== What is being asked ==
Return, from the data below, each line that contains the word "domain".

(Beginning of Data extracts)

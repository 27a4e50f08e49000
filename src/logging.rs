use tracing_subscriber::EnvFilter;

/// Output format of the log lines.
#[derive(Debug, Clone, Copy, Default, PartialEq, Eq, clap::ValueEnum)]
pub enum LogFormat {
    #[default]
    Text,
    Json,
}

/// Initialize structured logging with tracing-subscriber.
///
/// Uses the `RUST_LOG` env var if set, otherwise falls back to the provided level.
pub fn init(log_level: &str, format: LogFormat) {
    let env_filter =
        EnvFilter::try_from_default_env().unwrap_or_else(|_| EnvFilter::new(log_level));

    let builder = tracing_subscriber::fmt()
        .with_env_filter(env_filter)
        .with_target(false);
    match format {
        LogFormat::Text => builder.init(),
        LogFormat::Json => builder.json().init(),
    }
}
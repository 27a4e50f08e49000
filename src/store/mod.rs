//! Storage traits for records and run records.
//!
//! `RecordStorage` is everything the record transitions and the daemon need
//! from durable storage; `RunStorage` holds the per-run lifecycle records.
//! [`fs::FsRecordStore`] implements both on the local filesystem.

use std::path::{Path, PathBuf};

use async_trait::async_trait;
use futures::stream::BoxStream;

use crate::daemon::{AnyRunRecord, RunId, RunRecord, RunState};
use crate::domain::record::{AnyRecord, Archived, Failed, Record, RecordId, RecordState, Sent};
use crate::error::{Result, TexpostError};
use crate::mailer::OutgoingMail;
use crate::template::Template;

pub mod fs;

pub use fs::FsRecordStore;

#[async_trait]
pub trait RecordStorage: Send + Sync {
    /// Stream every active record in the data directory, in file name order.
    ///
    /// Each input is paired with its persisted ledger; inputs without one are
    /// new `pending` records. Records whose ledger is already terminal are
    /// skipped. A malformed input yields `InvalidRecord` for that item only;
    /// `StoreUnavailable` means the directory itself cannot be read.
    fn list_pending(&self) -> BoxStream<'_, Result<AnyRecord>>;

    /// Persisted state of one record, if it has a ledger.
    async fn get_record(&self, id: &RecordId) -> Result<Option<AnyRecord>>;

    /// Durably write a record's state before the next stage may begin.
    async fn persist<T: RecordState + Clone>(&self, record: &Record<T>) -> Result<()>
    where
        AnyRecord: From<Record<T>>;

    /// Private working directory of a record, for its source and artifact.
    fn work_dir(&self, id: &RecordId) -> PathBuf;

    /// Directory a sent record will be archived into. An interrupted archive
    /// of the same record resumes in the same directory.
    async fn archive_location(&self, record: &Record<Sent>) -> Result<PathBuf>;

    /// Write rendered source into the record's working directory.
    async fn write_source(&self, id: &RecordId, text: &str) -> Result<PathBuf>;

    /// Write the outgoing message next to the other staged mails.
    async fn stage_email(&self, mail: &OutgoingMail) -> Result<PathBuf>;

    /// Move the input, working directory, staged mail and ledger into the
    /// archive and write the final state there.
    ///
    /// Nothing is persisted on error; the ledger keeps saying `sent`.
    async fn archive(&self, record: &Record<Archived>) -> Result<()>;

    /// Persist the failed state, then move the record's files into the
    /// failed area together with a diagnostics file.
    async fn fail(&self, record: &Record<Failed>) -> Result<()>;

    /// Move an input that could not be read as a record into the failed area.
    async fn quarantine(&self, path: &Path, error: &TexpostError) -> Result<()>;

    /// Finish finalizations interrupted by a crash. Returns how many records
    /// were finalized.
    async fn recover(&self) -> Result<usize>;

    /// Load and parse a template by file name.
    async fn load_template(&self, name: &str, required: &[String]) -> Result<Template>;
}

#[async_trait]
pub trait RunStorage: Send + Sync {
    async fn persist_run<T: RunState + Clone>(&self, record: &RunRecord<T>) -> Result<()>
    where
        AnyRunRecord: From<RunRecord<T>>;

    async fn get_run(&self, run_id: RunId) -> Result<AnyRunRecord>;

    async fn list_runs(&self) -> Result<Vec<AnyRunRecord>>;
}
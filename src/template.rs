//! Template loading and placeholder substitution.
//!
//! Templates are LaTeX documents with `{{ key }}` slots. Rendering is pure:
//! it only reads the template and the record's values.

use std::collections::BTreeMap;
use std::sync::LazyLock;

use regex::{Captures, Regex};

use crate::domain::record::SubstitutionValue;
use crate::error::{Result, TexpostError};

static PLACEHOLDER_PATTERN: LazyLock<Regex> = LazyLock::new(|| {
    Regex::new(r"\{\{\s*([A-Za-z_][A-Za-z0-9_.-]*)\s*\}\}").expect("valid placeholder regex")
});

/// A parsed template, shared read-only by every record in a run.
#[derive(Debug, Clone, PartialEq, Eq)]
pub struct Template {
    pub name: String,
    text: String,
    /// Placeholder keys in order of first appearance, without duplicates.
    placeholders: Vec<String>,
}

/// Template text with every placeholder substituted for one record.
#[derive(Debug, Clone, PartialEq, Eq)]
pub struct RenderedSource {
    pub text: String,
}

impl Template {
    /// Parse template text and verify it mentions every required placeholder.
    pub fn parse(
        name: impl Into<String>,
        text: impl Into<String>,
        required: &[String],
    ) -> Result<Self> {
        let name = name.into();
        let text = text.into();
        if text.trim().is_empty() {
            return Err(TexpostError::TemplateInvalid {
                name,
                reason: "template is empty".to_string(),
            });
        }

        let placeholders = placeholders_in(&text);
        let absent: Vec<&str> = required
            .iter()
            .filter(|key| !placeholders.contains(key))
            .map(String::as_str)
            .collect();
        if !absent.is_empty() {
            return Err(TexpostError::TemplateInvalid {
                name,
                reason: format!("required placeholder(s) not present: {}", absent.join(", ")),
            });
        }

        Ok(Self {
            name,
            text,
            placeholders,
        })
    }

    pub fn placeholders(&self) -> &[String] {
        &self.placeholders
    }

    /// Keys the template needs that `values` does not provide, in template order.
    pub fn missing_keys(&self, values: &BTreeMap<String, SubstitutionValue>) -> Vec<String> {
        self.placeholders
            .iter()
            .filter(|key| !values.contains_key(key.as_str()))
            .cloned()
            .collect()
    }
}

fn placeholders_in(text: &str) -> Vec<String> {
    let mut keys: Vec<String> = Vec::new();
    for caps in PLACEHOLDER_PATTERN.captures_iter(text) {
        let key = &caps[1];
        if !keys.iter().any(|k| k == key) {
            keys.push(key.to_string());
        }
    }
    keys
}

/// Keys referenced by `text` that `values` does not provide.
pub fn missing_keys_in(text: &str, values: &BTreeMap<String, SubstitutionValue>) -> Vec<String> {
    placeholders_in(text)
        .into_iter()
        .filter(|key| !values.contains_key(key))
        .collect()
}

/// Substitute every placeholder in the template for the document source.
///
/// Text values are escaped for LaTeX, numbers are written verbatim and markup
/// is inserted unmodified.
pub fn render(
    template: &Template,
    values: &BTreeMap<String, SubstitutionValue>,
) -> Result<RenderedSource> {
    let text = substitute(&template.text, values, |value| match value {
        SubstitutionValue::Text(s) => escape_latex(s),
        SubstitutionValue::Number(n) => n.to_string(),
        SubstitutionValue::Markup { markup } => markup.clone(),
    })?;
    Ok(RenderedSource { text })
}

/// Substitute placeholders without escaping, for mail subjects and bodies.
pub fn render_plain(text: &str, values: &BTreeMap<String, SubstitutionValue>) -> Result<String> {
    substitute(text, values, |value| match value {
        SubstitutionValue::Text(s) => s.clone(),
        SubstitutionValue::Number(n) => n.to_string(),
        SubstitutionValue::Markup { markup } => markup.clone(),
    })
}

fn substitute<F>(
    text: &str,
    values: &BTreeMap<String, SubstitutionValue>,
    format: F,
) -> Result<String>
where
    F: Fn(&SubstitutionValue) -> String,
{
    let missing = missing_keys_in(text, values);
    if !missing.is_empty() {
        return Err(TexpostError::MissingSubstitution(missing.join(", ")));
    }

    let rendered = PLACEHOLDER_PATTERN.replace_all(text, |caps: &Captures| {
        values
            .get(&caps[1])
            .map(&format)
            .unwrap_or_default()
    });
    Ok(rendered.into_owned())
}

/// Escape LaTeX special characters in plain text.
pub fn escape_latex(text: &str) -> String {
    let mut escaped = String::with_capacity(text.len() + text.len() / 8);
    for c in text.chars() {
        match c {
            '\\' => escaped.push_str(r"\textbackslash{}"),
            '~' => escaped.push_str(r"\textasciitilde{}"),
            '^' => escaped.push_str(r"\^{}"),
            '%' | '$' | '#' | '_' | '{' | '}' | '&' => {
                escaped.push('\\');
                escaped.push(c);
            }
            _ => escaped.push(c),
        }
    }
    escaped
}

(End of Data extracts)

== Response ==
use crate::domain::record::{AnyRecord, Archived, Failed, Record, RecordId, RecordState, Sent};
use crate::domain::record::SubstitutionValue;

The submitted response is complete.